Pour fixer la date des effets du divorce, dans les rapports patrimoniaux entre époux, au 30 septembre 2007, l'arrêt énonce que cette date doit être retenue au vu des pièces versées aux débats puisque le mari ne conteste pas sérieusement être venu prendre des repas au domicile conjugal jusqu'à cette date. En se déterminant par un motif qui ne suffit pas à caractériser le maintien de la cohabitation et de la collaboration entre les époux, la cour d'appel n'a pas donné de base légale à sa décision au regard de l'article 262-1, alinéa 3, du Code civil.

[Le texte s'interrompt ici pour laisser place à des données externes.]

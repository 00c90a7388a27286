//! Note model.
//!
//! Notes belong to exactly one user. The owner is fixed at creation from the
//! authenticated caller and never changes afterwards.

use std::fmt;

use chrono::{DateTime, Utc};
use serde::{Deserialize, Serialize};

use super::user::{TEXT_FIELD_MAX, UserId};

/// Store-generated note identifier.
#[derive(Debug, Clone, Copy, PartialEq, Eq, Hash, PartialOrd, Ord, Serialize, Deserialize)]
#[serde(transparent)]
pub struct NoteId(i64);

impl NoteId {
    /// Wrap a raw identifier.
    #[must_use]
    pub const fn new(raw: i64) -> Self {
        Self(raw)
    }

    /// Raw identifier for persistence adapters.
    #[must_use]
    pub const fn get(self) -> i64 {
        self.0
    }
}

impl fmt::Display for NoteId {
    fn fmt(&self, f: &mut fmt::Formatter<'_>) -> fmt::Result {
        self.0.fmt(f)
    }
}

/// Validation errors for note payloads.
#[derive(Debug, Clone, PartialEq, Eq, thiserror::Error)]
pub enum NoteValidationError {
    /// Title exceeded the column width.
    #[error("title must be at most {max} characters")]
    TitleTooLong { max: usize },
}

/// Title and content supplied by a client when creating or editing a note.
#[derive(Debug, Clone, PartialEq, Eq)]
pub struct NoteDraft {
    title: String,
    content: String,
}

impl NoteDraft {
    /// Validate a draft. Empty titles and bodies are accepted.
    pub fn new(
        title: impl Into<String>,
        content: impl Into<String>,
    ) -> Result<Self, NoteValidationError> {
        let title = title.into();
        if title.chars().count() > TEXT_FIELD_MAX {
            return Err(NoteValidationError::TitleTooLong {
                max: TEXT_FIELD_MAX,
            });
        }
        Ok(Self {
            title,
            content: content.into(),
        })
    }

    /// Note title.
    #[must_use]
    pub fn title(&self) -> &str {
        self.title.as_str()
    }

    /// Note body.
    #[must_use]
    pub fn content(&self) -> &str {
        self.content.as_str()
    }
}

/// Persisted note.
///
/// ## Invariants
/// - `user_id` is the creator and never changes.
/// - `created_at` is assigned once by the store.
#[derive(Debug, Clone, PartialEq, Eq, Serialize, Deserialize)]
pub struct Note {
    pub id: NoteId,
    pub title: String,
    pub content: String,
    pub user_id: UserId,
    pub created_at: DateTime<Utc>,
    pub updated_at: Option<DateTime<Utc>>,
}

/// Optional listing filters. Both filters combine with AND.
#[derive(Debug, Clone, Default, PartialEq, Eq)]
pub struct NoteFilter {
    /// Substring that must appear in the title.
    pub title_contains: Option<String>,
    /// Exact creation timestamp.
    pub created_at: Option<DateTime<Utc>>,
}

impl NoteFilter {
    /// True when no filter is set and the listing covers every note.
    #[must_use]
    pub fn is_unfiltered(&self) -> bool {
        self.title_contains.is_none() && self.created_at.is_none()
    }

    /// Whether `note` satisfies every configured filter.
    ///
    /// Persistence adapters translate the filter into SQL; in-memory adapters
    /// use this predicate directly.
    #[must_use]
    pub fn matches(&self, note: &Note) -> bool {
        let title_ok = self
            .title_contains
            .as_deref()
            .is_none_or(|needle| note.title.contains(needle));
        let created_ok = self.created_at.is_none_or(|at| note.created_at == at);
        title_ok && created_ok
    }
}
//! Diesel repositories against a real PostgreSQL database.
//!
//! Each test runs on its own database cloned from a migrated template on a
//! shared embedded cluster. Set `SKIP_TEST_CLUSTER=1` where no cluster can
//! start.

use std::sync::Arc;

use backend::domain::ports::{
    NoteRepository, UserAccountsCommand, UserPersistenceError, UserRepository,
};
use backend::domain::{
    EmailAddress, ErrorCode, NoteDraft, NoteFilter, PasswordHash, Registration, User,
    UserAccountsService, UserRecord, Username,
};
use backend::outbound::persistence::{
    DbPool, DieselNoteRepository, DieselUserRepository, PoolConfig, TransactionError,
};
use backend::outbound::security::BcryptCredentialHasher;
use chrono::Utc;
use diesel_async::RunQueryDsl;
use diesel_async::scoped_futures::ScopedFutureExt;
use pg_embedded_setup_unpriv::TemporaryDatabase;
use rstest::{fixture, rstest};
use tokio::runtime::Runtime;

mod support;

use support::{handle_cluster_setup_failure, provision_template_database, shared_cluster};

struct TestContext {
    runtime: Runtime,
    pool: DbPool,
    users: DieselUserRepository,
    notes: DieselNoteRepository,
    _database: TemporaryDatabase,
}

impl TestContext {
    fn user(&self, username: &str) -> User {
        self.runtime
            .block_on(self.users.create(&record(username)))
            .expect("user inserted")
    }
}

fn setup_context() -> Result<TestContext, String> {
    let runtime = Runtime::new().map_err(|err| err.to_string())?;
    let cluster = shared_cluster()?;
    let database = provision_template_database(cluster)?;
    let config = PoolConfig::new(database.url().to_string())
        .with_max_size(2)
        .with_min_idle(Some(1));
    let pool = runtime
        .block_on(DbPool::new(config))
        .map_err(|err| err.to_string())?;

    Ok(TestContext {
        runtime,
        users: DieselUserRepository::new(pool.clone()),
        notes: DieselNoteRepository::new(pool.clone()),
        pool,
        _database: database,
    })
}

#[fixture]
fn repo_context() -> Option<TestContext> {
    match setup_context() {
        Ok(ctx) => Some(ctx),
        Err(reason) => handle_cluster_setup_failure(reason),
    }
}

fn record(username: &str) -> UserRecord {
    UserRecord {
        username: Username::new(username).expect("valid username"),
        email: EmailAddress::new(format!("{}@x.com", username.trim())).expect("valid email"),
        password_hash: PasswordHash::new("$2b$04$digest"),
    }
}

fn draft(title: &str) -> NoteDraft {
    NoteDraft::new(title, "body").expect("valid draft")
}

#[rstest]
fn duplicate_username_is_reported_and_maps_to_conflict(repo_context: Option<TestContext>) {
    let Some(ctx) = repo_context else {
        eprintln!("SKIP-TEST-CLUSTER: duplicate_username_is_reported_and_maps_to_conflict skipped");
        return;
    };
    ctx.user("alice");

    let err = ctx
        .runtime
        .block_on(ctx.users.create(&record("alice")))
        .expect_err("second insert violates the unique index");
    let is_duplicate = matches!(
        err,
        UserPersistenceError::DuplicateUsername { ref username } if username == "alice"
    );
    assert!(is_duplicate, "unexpected error: {err:?}");

    let accounts = UserAccountsService::new(
        Arc::new(ctx.users.clone()),
        Arc::new(BcryptCredentialHasher::new(4).expect("minimum bcrypt cost")),
    );
    let registration =
        Registration::try_from_parts("alice", "alice@y.com", "password1").expect("valid fields");
    let err = ctx
        .runtime
        .block_on(accounts.register(&registration))
        .expect_err("duplicate registration");
    assert_eq!(err.code(), ErrorCode::Conflict);
}

#[rstest]
fn padded_username_is_a_distinct_row(repo_context: Option<TestContext>) {
    let Some(ctx) = repo_context else {
        eprintln!("SKIP-TEST-CLUSTER: padded_username_is_a_distinct_row skipped");
        return;
    };
    let alice = ctx.user("alice");
    let padded = ctx.user("alice ");
    assert_ne!(alice.id(), padded.id());

    let found = ctx
        .runtime
        .block_on(ctx.users.find_by_username(&Username::new("alice").expect("username")))
        .expect("lookup")
        .expect("alice exists");
    assert_eq!(found.id(), alice.id());

    let missing = ctx
        .runtime
        .block_on(ctx.users.find_by_username(&Username::new(" alice").expect("username")))
        .expect("lookup");
    assert!(missing.is_none());
}

#[rstest]
fn foreign_note_is_neither_updated_nor_deleted(repo_context: Option<TestContext>) {
    let Some(ctx) = repo_context else {
        eprintln!("SKIP-TEST-CLUSTER: foreign_note_is_neither_updated_nor_deleted skipped");
        return;
    };
    let alice = ctx.user("alice");
    let bob = ctx.user("bob");
    let note = ctx
        .runtime
        .block_on(ctx.notes.create(alice.id(), &draft("groceries")))
        .expect("note created");

    let updated = ctx
        .runtime
        .block_on(ctx.notes.update_owned(note.id, bob.id(), &draft("mine now"), Utc::now()))
        .expect("update runs");
    assert!(updated.is_none());

    let removed = ctx
        .runtime
        .block_on(ctx.notes.delete_owned(note.id, bob.id()))
        .expect("delete runs");
    assert!(!removed);

    let stored = ctx
        .runtime
        .block_on(ctx.notes.find_by_id(note.id))
        .expect("lookup")
        .expect("note survives");
    assert_eq!(stored.title, "groceries");
    assert!(stored.updated_at.is_none());

    let edited_at = Utc::now();
    let updated = ctx
        .runtime
        .block_on(ctx.notes.update_owned(note.id, alice.id(), &draft("shopping"), edited_at))
        .expect("update runs")
        .expect("owner may edit");
    assert_eq!(updated.title, "shopping");
    assert_eq!(updated.user_id, alice.id());
    assert_eq!(updated.created_at, stored.created_at);
    assert!(updated.updated_at.is_some());

    let removed = ctx
        .runtime
        .block_on(ctx.notes.delete_owned(note.id, alice.id()))
        .expect("delete runs");
    assert!(removed);
}

#[rstest]
#[case("50%", &["50% off"])]
#[case("a_b", &["a_b"])]
#[case("back\\slash", &["back\\slash"])]
#[case("Case", &["Case"])]
#[case("case", &[])]
fn title_filter_matches_literal_substrings(
    repo_context: Option<TestContext>,
    #[case] needle: &str,
    #[case] expected: &[&str],
) {
    let Some(ctx) = repo_context else {
        eprintln!("SKIP-TEST-CLUSTER: title_filter_matches_literal_substrings skipped");
        return;
    };
    let owner = ctx.user("alice");
    for title in ["50% off", "5000 off", "a_b", "axb", "back\\slash", "Case"] {
        ctx.runtime
            .block_on(ctx.notes.create(owner.id(), &draft(title)))
            .expect("note created");
    }

    let filter = NoteFilter {
        title_contains: Some(needle.to_owned()),
        created_at: None,
    };
    let titles: Vec<String> = ctx
        .runtime
        .block_on(ctx.notes.list(&filter))
        .expect("listing")
        .into_iter()
        .map(|note| note.title)
        .collect();
    assert_eq!(titles, expected);
}

#[rstest]
fn deleting_a_user_cascades_to_their_notes(repo_context: Option<TestContext>) {
    let Some(ctx) = repo_context else {
        eprintln!("SKIP-TEST-CLUSTER: deleting_a_user_cascades_to_their_notes skipped");
        return;
    };
    let alice = ctx.user("alice");
    let bob = ctx.user("bob");
    let doomed = ctx
        .runtime
        .block_on(ctx.notes.create(alice.id(), &draft("doomed")))
        .expect("note created");
    ctx.runtime
        .block_on(ctx.notes.create(bob.id(), &draft("kept")))
        .expect("note created");

    let removed = ctx
        .runtime
        .block_on(ctx.users.delete(alice.id()))
        .expect("delete runs");
    assert!(removed);

    let orphan = ctx
        .runtime
        .block_on(ctx.notes.find_by_id(doomed.id))
        .expect("lookup");
    assert!(orphan.is_none());
    let remaining = ctx
        .runtime
        .block_on(ctx.notes.list(&NoteFilter::default()))
        .expect("listing");
    assert_eq!(remaining.len(), 1);
    assert_eq!(remaining[0].user_id, bob.id());

    let again = ctx
        .runtime
        .block_on(ctx.users.delete(alice.id()))
        .expect("delete runs");
    assert!(!again);
}

#[rstest]
fn transactions_commit_on_ok_and_roll_back_on_err(repo_context: Option<TestContext>) {
    let Some(ctx) = repo_context else {
        eprintln!("SKIP-TEST-CLUSTER: transactions_commit_on_ok_and_roll_back_on_err skipped");
        return;
    };
    let insert = |username: &'static str| {
        format!(
            "INSERT INTO users (username, email, hashed_password) \
             VALUES ('{username}', '{username}@x.com', 'digest')"
        )
    };

    let rolled_back = insert("carol");
    let result: Result<(), TransactionError> =
        ctx.runtime.block_on(ctx.pool.with_transaction(|conn| {
            async move {
                diesel::sql_query(rolled_back).execute(conn).await?;
                Err(diesel::result::Error::RollbackTransaction.into())
            }
            .scope_boxed()
        }));
    assert!(matches!(result, Err(TransactionError::Diesel(_))));

    let committed = insert("dave");
    let inserted = ctx
        .runtime
        .block_on(ctx.pool.with_transaction(|conn| {
            async move {
                let rows = diesel::sql_query(committed).execute(conn).await?;
                Ok(rows)
            }
            .scope_boxed()
        }))
        .expect("transaction commits");
    assert_eq!(inserted, 1);

    let lookup = |name: &str| {
        ctx.runtime
            .block_on(ctx.users.find_by_username(&Username::new(name).expect("username")))
            .expect("lookup")
    };
    assert!(lookup("carol").is_none());
    assert!(lookup("dave").is_some());
}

Cet arrêt n’a rien de surprenant : les faits susceptibles de caractériser la poursuite de la cohabitation et de la collaboration entre les époux semblent être appréciés de plus en plus restrictivement par la Cour de cassation, surtout quand il s’agit de faire échec à la présomption de cessation de collaboration qui naît de la fin de la cohabitation entre eux.
Cass. 1re civ., 27 févr. 2013, no 12-13508, ECLI:FR:CCASS:2013:C100181, Mme Y c/ M. X, D (cassation CA Paris, 22 juin 2011), M. Pluyette, prés. ; Me Brouchot, SCP Coutard et Munier-Apaire, av.